Chapter 73 - Fun with Elven Ruins
The room we’d ended up in seemed to be an old elven kitchen. Great glass ovens stood against one wall. Made sense, since the architecture was unmistakably pre-unsheathing elven. Built to last by the Golds several centuries ago and then buried by the orcs slightly more recently. But what had it been? Palace? School? Prison? The kitchen certainly wasn’t going to tell me. The charts had this structure going off the edge of the map, so I had little knowledge of how far it progressed on the other side. I did spot a ring of salt stain about a finger’s span above the water level going around the entire room though. I recognized it for a high-tide line, so this place must connect to the sea somewhere. I would have to move Annalisa to higher ground before it came fully back in.
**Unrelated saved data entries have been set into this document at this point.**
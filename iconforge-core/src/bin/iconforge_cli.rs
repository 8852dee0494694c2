//! IconForge CLI - Build entry point
//!
//! Commands: build, validate, normalize
//! Outputs JSON to stdout, logs to stderr
//! Exit codes: 0 success, 2 validation failure, 1 any other error

use clap::{Parser, Subcommand};
use serde::Serialize;
use std::path::PathBuf;
use std::process::ExitCode;
use tracing::error;

use iconforge_core::{
    export::ExportOptions,
    normalize_file,
    observability::{init_logging, LogFormat},
    BuildConfig, BuildPipeline, PipelineError, Platform,
};

#[derive(Parser)]
#[command(name = "iconforge-cli")]
#[command(about = "IconForge CLI - SVG icon sprite and manifest compiler")]
struct Cli {
    #[command(subcommand)]
    command: Commands,

    /// Directory holding the source SVG icons
    #[arg(short, long, default_value = "icons", global = true)]
    input_dir: PathBuf,

    /// Directory receiving sprite, manifest and exports
    #[arg(short, long, default_value = "sprite", global = true)]
    out_dir: PathBuf,

    /// Directory holding skip-optimize.json and icon-meta.json
    #[arg(short, long, default_value = "config", global = true)]
    config_dir: PathBuf,

    #[arg(long, value_enum, default_value_t = LogFormat::Pretty, global = true)]
    log_format: LogFormat,
}

#[derive(Subcommand)]
enum Commands {
    /// Build sprite and manifest, plus optional exports
    Build {
        /// Rasterize PNGs at 1x/2x/3x
        #[arg(long)]
        png: bool,

        /// Render PDFs through the external renderer
        #[arg(long)]
        pdf: bool,

        /// Platforms selected for export (repeatable)
        #[arg(long = "export-platform", default_values_t = vec!["ios".to_string()])]
        export_platforms: Vec<String>,

        /// Use file mtimes only; never ask git for provenance
        #[arg(long)]
        no_history: bool,
    },

    /// Run the naming checks without writing anything
    Validate,

    /// Normalize colors of an existing sprite file
    Normalize {
        /// Sprite to normalize
        sprite: PathBuf,

        /// Write here instead of in place
        #[arg(long)]
        output: Option<PathBuf>,
    },
}

fn emit<T: Serialize>(value: &T) {
    match serde_json::to_string_pretty(value) {
        Ok(json) => println!("{}", json),
        Err(e) => println!(r#"{{"success": false, "error": "Serialization failed: {}"}}"#, e),
    }
}

fn fail(err: PipelineError) -> ExitCode {
    error!(error = %err, "run aborted");
    match &err {
        PipelineError::ValidationFailed(result) => {
            emit(&serde_json::json!({
                "success": false,
                "error": err.to_string(),
                "validation": result,
            }));
            ExitCode::from(2) // Validation failure
        }
        _ => {
            emit(&serde_json::json!({
                "success": false,
                "error": err.to_string(),
            }));
            ExitCode::FAILURE
        }
    }
}

fn main() -> ExitCode {
    let cli = Cli::parse();
    init_logging(cli.log_format);

    let config = BuildConfig {
        input_dir: cli.input_dir,
        out_dir: cli.out_dir,
        config_dir: cli.config_dir,
        ..BuildConfig::default()
    };

    match cli.command {
        Commands::Build { png, pdf, export_platforms, no_history } => {
            let config = BuildConfig {
                use_history: !no_history,
                exports: ExportOptions {
                    png,
                    pdf,
                    platforms: export_platforms.into_iter().map(Platform::from).collect(),
                    ..ExportOptions::default()
                },
                ..config
            };

            match BuildPipeline::new(config).run() {
                Ok(report) => {
                    emit(&report);
                    ExitCode::SUCCESS
                }
                Err(e) => fail(e),
            }
        }

        Commands::Validate => match BuildPipeline::new(config).validate_only() {
            Ok(result) => {
                emit(&result);
                if result.valid {
                    ExitCode::SUCCESS
                } else {
                    ExitCode::from(2) // Validation failure
                }
            }
            Err(e) => fail(e),
        },

        Commands::Normalize { sprite, output } => {
            match normalize_file(&sprite, output.as_deref(), &config.config_dir) {
                Ok(stats) => {
                    emit(&serde_json::json!({ "success": true, "stats": stats }));
                    ExitCode::SUCCESS
                }
                Err(e) => fail(e),
            }
        }
    }
}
Gods, I hope I didn’t run into a nest of little crusties. The fact it was blank on the map suggested two eventualities: No one had made it inside ever (unlikely), someone had made it inside and failed to describe it to a cartographer (possible), or anyone that had managed to make it inside had never left again. I decided to stop dwelling on probabilities for the sake of my mental health.
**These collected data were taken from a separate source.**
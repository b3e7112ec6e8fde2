//! Gaussian beam sampling
//!
//! Propagate the complex beam parameter through the prescription with 2x2
//! ABCD matrices and derive, for each surface, the beam radius and the pixel
//! pitch of its wavefront error map.

use crate::prescription::{Element, Prescription};
use nalgebra::Matrix2;
use num_complex::Complex64;
use std::f64::consts::PI;

#[derive(thiserror::Error, Debug)]
pub enum BeamError {
    #[error("Beam sampling at element {0} is not finite")]
    NonFinite(String),
    #[error("The beam ratio must be within ]0,1], got {0}")]
    BeamRatio(f64),
}

type Result<T> = std::result::Result<T, BeamError>;

/// Wavefront sampling parameters
#[derive(Debug, Clone)]
pub struct SamplingConfig {
    /// Wavelength [m]
    pub wavelength: f64,
    /// Number of pixels across the beam diameter
    pub npix: usize,
    /// Fraction of the array the beam occupies
    pub beam_ratio: f64,
    /// Beam diameter [m] at the entrance pupil
    pub beam_diameter: f64,
}
impl Default for SamplingConfig {
    fn default() -> Self {
        Self {
            wavelength: 656.3e-9,
            npix: 512,
            beam_ratio: 0.25,
            beam_diameter: 9e-3,
        }
    }
}
impl SamplingConfig {
    pub fn wavelength(self, wavelength: f64) -> Self {
        Self { wavelength, ..self }
    }
    pub fn npix(self, npix: usize) -> Self {
        Self { npix, ..self }
    }
    pub fn beam_ratio(self, beam_ratio: f64) -> Self {
        Self { beam_ratio, ..self }
    }
    pub fn beam_diameter(self, beam_diameter: f64) -> Self {
        Self {
            beam_diameter,
            ..self
        }
    }
    /// Size of the (square) wavefront error map
    pub fn array_size(&self) -> usize {
        let n = (self.npix as f64 / self.beam_ratio).ceil() as usize;
        n + n % 2
    }
    /// Propagates the beam through the prescription, returning the sampling
    /// at every surface
    pub fn sample(&self, prescription: &Prescription) -> Result<Vec<SurfaceSampling>> {
        if !(self.beam_ratio > 0f64 && self.beam_ratio <= 1f64) {
            return Err(BeamError::BeamRatio(self.beam_ratio));
        }
        let waist = 0.5 * self.beam_diameter;
        let rayleigh_range = PI * waist * waist / self.wavelength;
        // collimated beam at the entrance pupil
        let mut q = Complex64::new(0f64, rayleigh_range);
        let n = self.array_size();
        prescription
            .iter()
            .map(|element| {
                let radius = beam_radius(q, self.wavelength);
                let pitch = 2f64 * radius / self.npix as f64;
                if !(radius.is_finite() && pitch > 0f64) {
                    return Err(BeamError::NonFinite(element.name.clone()));
                }
                q = transform(q, element_abcd(element));
                q = transform(q, free_space(element.distance));
                Ok(SurfaceSampling {
                    index: element.index,
                    name: element.name.clone(),
                    radius,
                    pitch,
                    n,
                })
            })
            .collect()
    }
}

/// Beam geometry at a surface of the optical train
#[derive(Debug, Clone)]
pub struct SurfaceSampling {
    pub index: usize,
    pub name: String,
    /// Beam radius [m]
    pub radius: f64,
    /// Wavefront map pixel pitch [m]
    pub pitch: f64,
    /// Wavefront map size [pixel]
    pub n: usize,
}

fn free_space(distance: f64) -> Matrix2<f64> {
    Matrix2::new(1f64, distance, 0f64, 1f64)
}
fn element_abcd(element: &Element) -> Matrix2<f64> {
    Matrix2::new(1f64, 0f64, -element.power(), 1f64)
}
fn transform(q: Complex64, abcd: Matrix2<f64>) -> Complex64 {
    (abcd[(0, 0)] * q + abcd[(0, 1)]) / (abcd[(1, 0)] * q + abcd[(1, 1)])
}
fn beam_radius(q: Complex64, wavelength: f64) -> f64 {
    (-wavelength / (PI * q.inv().im)).sqrt()
}

#[cfg(test)]
mod tests {
    use super::*;
    use crate::prescription::tests::prescription;
    use approx::assert_relative_eq;

    #[test]
    fn free_space_expansion() {
        let wavelength = 656.3e-9;
        let waist = 4.5e-3;
        let rayleigh_range = PI * waist * waist / wavelength;
        let z = 2.5 * rayleigh_range;
        let q = transform(Complex64::new(0f64, rayleigh_range), free_space(z));
        let expected = waist * (1f64 + (z / rayleigh_range).powi(2)).sqrt();
        assert_relative_eq!(beam_radius(q, wavelength), expected, max_relative = 1e-12);
    }
    #[test]
    fn focused_beam() {
        // beam radius at the focus of a lens: w = lambda f / (pi w0)
        let wavelength = 656.3e-9;
        let waist = 4.5e-3;
        let f = 0.2;
        let mut q = Complex64::new(0f64, PI * waist * waist / wavelength);
        q = transform(q, Matrix2::new(1f64, 0f64, -1f64 / f, 1f64));
        q = transform(q, free_space(f));
        assert_relative_eq!(
            beam_radius(q, wavelength),
            wavelength * f / (PI * waist),
            max_relative = 1e-4
        );
    }
    #[test]
    fn sample_prescription() {
        let rx = prescription();
        let config = SamplingConfig::default();
        let sampling = config.sample(&rx).unwrap();
        assert_eq!(sampling.len(), rx.len());
        // collimated input: the pupil is sampled at beam_diameter/npix
        assert_relative_eq!(
            sampling[0].pitch,
            config.beam_diameter / config.npix as f64,
            max_relative = 1e-12
        );
        assert!(sampling.iter().all(|s| s.pitch > 0f64));
        assert_eq!(sampling[0].n, 2048);
    }
    #[test]
    fn downstream_sampling_includes_upstream_optics() {
        // the flat F-1 sits past the OAP focus: its pitch is set by the
        // focused beam, not by the pupil, and must not depend on which
        // surfaces are later selected for synthesis
        let rx = prescription();
        let config = SamplingConfig::default();
        let sampling = config.sample(&rx).unwrap();
        let f1 = rx.get("F-1").map(|e| &sampling[e.index]).unwrap();
        let waist = 0.5 * config.beam_diameter;
        let focused = config.wavelength * 0.143 / (PI * waist);
        assert_relative_eq!(
            f1.pitch,
            2f64 * focused / config.npix as f64,
            max_relative = 1e-3
        );
        assert!(f1.pitch < sampling[0].pitch * 1e-2);
    }
    #[test]
    fn bad_beam_ratio() {
        let rx = prescription();
        assert!(matches!(
            SamplingConfig::default().beam_ratio(0f64).sample(&rx),
            Err(BeamError::BeamRatio(_))
        ));
    }
}
use crate::{
    beam::BeamError, prescription::PrescriptionError, psd::PsdError, wfe::WfeError,
};

#[derive(thiserror::Error, Debug)]
pub enum Error {
    #[error("Error in the `prescription` module")]
    Prescription(#[from] PrescriptionError),
    #[error("Error in the `beam` module")]
    Beam(#[from] BeamError),
    #[error("Error in the `psd` module")]
    Psd(#[from] PsdError),
    #[error("Error in the `wfe` module")]
    Wfe(#[from] WfeError),
}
I splashed out of the kitchen into a long, dark hall that had partially fallen in. The north route being blocked, I took the south and came to the remains of an elven gaming parlor. Some of the games of skill and chance they once played still kicked around Dragonmaw, and I spotted rotted, broken tables for games like Black-card, Hawks and Wheels, and the ever-indecipherable Stakes. I swear, people who put chips down at Stakes are the bravest gamblers of all, and any who convinces you that he understands how the game works is a fantastic liar.
A bar along the back wall revealed a host of broken, dry bottles covered in Elven script. Nothing edible or potable remained, unless you count undercity lichen.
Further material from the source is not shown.